> _ASSIGNED TASK_
Of the entries below, restate word for word only the section that runs from the line with "Self::bind_table(sub, backend_sub, backend, env)" to the line with "Some((name.clone(), binding))", counting both ends.

··· INFORMATION GIVEN

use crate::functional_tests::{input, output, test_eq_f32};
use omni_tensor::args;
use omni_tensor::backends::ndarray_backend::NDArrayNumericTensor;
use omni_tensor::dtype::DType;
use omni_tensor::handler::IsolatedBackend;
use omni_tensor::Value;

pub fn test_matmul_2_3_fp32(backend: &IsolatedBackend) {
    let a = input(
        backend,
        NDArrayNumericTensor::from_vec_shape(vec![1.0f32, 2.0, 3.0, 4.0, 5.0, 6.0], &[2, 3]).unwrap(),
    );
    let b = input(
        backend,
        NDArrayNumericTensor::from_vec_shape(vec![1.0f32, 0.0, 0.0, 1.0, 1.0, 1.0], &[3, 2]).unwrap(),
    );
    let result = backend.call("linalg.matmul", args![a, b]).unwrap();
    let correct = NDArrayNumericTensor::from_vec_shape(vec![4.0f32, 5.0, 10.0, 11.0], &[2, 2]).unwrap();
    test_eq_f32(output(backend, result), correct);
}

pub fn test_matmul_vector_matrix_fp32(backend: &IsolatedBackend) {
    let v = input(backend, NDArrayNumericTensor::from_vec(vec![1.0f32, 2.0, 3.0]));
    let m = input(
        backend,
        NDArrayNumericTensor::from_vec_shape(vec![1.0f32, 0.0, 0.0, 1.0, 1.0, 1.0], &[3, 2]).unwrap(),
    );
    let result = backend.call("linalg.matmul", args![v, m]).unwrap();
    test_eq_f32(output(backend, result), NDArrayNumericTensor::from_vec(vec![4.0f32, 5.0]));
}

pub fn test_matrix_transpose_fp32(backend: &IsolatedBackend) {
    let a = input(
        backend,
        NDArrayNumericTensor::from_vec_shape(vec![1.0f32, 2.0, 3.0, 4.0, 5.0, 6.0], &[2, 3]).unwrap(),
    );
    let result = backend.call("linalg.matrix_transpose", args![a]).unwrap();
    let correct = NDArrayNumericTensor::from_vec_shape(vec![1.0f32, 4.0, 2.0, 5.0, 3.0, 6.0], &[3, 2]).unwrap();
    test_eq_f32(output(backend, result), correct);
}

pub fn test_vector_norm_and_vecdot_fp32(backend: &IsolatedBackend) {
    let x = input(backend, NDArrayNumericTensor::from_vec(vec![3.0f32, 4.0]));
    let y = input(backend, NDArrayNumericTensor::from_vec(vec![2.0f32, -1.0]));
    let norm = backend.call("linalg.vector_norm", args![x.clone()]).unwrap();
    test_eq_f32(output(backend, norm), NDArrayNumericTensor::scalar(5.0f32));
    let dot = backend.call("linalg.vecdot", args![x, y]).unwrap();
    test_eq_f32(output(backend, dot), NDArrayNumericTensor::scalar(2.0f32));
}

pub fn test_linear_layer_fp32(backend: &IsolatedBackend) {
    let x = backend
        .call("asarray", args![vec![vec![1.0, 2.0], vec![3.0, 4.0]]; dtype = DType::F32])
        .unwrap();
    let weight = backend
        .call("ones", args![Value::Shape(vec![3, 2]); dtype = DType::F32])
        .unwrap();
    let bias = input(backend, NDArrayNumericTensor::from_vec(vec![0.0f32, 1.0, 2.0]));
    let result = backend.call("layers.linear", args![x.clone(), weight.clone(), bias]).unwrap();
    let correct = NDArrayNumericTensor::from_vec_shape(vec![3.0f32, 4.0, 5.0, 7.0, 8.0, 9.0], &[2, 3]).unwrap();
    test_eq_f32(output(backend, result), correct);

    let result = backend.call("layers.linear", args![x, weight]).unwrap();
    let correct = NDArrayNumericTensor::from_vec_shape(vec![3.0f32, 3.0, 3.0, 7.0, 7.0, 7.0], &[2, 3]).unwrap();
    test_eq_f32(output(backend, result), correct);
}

······
··· INFORMATION GIVEN

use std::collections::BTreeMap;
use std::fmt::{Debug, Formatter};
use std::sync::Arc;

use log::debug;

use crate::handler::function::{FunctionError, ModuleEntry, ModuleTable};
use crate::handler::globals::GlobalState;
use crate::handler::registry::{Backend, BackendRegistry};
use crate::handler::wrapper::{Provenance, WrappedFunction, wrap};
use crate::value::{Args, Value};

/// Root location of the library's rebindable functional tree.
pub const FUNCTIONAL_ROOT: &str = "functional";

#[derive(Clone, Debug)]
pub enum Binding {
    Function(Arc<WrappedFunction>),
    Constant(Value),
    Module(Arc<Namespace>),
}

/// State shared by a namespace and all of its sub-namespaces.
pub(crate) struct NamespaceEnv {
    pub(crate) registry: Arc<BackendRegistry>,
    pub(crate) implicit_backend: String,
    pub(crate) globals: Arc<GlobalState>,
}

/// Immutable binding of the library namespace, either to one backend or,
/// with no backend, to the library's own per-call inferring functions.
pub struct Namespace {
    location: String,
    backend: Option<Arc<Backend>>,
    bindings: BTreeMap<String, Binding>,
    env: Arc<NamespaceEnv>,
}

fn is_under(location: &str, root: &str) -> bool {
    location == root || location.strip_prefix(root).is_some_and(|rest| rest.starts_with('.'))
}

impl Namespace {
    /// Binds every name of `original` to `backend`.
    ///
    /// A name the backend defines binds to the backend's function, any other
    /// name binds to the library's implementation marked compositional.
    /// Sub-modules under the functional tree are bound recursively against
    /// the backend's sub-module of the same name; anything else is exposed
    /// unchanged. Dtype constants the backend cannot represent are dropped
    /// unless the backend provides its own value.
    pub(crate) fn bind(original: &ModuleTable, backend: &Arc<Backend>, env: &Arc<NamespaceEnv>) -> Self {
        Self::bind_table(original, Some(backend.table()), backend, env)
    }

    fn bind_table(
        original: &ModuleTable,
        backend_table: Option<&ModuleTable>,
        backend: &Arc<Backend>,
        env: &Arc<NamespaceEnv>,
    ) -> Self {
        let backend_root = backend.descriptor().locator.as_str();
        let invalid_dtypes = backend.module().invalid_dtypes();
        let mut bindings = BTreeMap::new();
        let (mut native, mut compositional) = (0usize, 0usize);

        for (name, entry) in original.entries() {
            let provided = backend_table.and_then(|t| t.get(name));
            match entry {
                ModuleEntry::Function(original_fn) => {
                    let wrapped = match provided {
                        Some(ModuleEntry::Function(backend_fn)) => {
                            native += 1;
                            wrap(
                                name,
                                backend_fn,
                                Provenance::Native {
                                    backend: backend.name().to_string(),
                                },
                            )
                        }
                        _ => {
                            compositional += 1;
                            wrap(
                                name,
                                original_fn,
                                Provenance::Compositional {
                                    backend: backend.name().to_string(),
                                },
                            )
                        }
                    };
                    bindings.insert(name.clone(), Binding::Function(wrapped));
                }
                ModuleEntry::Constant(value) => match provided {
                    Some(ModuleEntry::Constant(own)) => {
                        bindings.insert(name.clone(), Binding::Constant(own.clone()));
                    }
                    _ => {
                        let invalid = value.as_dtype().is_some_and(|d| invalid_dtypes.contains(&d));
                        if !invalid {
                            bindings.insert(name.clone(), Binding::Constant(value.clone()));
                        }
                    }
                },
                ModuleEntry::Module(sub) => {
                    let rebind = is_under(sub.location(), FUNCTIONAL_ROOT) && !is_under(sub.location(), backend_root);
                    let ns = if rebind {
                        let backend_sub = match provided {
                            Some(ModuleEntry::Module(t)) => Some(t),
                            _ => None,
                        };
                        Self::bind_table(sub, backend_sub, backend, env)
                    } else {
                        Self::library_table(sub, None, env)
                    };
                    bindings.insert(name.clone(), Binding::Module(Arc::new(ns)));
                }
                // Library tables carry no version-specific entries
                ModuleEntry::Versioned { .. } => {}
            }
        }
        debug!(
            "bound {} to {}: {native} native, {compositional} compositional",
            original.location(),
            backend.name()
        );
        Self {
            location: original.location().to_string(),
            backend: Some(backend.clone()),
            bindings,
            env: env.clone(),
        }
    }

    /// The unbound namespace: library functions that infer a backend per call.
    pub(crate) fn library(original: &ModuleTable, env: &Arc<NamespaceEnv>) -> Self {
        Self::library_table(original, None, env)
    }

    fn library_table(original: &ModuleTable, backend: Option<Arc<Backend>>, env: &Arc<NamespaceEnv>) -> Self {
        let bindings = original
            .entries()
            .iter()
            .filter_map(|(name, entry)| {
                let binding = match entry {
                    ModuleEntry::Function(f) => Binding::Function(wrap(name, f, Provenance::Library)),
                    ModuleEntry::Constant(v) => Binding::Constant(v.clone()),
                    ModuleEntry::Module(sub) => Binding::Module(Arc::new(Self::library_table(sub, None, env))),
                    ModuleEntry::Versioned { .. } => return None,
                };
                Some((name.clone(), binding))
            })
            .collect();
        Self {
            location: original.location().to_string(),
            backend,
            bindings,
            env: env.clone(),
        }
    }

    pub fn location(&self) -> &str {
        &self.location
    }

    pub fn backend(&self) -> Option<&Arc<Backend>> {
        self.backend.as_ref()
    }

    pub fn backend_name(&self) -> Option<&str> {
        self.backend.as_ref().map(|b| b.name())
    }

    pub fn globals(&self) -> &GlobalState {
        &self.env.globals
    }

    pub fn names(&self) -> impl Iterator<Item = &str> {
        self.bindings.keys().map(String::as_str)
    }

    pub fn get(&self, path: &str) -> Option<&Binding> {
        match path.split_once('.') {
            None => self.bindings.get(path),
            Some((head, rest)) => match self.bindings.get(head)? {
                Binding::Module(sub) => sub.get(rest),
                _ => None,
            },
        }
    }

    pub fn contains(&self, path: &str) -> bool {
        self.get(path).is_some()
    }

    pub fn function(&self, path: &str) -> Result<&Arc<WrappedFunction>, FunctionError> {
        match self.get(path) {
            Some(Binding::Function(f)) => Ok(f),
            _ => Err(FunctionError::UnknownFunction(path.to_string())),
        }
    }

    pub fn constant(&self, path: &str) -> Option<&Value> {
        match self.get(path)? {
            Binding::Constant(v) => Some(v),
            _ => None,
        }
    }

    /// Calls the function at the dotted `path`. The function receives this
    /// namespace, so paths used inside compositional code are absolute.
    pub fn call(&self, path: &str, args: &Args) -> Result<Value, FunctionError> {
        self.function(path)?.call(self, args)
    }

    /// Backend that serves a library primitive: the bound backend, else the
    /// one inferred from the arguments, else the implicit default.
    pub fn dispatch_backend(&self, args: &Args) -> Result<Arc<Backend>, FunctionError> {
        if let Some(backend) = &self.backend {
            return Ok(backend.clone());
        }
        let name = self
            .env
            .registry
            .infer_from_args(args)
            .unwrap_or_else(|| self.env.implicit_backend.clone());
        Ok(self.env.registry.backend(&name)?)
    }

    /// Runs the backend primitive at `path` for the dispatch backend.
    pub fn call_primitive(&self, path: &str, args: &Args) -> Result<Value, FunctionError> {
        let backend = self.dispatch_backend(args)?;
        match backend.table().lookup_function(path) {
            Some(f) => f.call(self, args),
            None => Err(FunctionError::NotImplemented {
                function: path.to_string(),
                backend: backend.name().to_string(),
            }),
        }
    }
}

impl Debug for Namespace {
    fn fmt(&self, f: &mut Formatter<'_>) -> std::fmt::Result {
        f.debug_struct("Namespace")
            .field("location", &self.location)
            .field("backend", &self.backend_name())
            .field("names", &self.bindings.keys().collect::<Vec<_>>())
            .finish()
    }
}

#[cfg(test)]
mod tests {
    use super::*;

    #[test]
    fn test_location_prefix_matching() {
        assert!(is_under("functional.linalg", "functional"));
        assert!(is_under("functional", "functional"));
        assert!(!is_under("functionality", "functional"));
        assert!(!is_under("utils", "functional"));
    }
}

······

> _SOLUTION FOR THIS TASK_
                        Self::bind_table(sub, backend_sub, backend, env)
                    } else {
                        Self::library_table(sub, None, env)
                    };
                    bindings.insert(name.clone(), Binding::Module(Arc::new(ns)));
                }
                // Library tables carry no version-specific entries
                ModuleEntry::Versioned { .. } => {}
            }
        }
        debug!(
            "bound {} to {}: {native} native, {compositional} compositional",
            original.location(),
            backend.name()
        );
        Self {
            location: original.location().to_string(),
            backend: Some(backend.clone()),
            bindings,
            env: env.clone(),
        }
    }

    /// The unbound namespace: library functions that infer a backend per call.
    pub(crate) fn library(original: &ModuleTable, env: &Arc<NamespaceEnv>) -> Self {
        Self::library_table(original, None, env)
    }

    fn library_table(original: &ModuleTable, backend: Option<Arc<Backend>>, env: &Arc<NamespaceEnv>) -> Self {
        let bindings = original
            .entries()
            .iter()
            .filter_map(|(name, entry)| {
                let binding = match entry {
                    ModuleEntry::Function(f) => Binding::Function(wrap(name, f, Provenance::Library)),
                    ModuleEntry::Constant(v) => Binding::Constant(v.clone()),
                    ModuleEntry::Module(sub) => Binding::Module(Arc::new(Self::library_table(sub, None, env))),
                    ModuleEntry::Versioned { .. } => return None,
                };
                Some((name.clone(), binding))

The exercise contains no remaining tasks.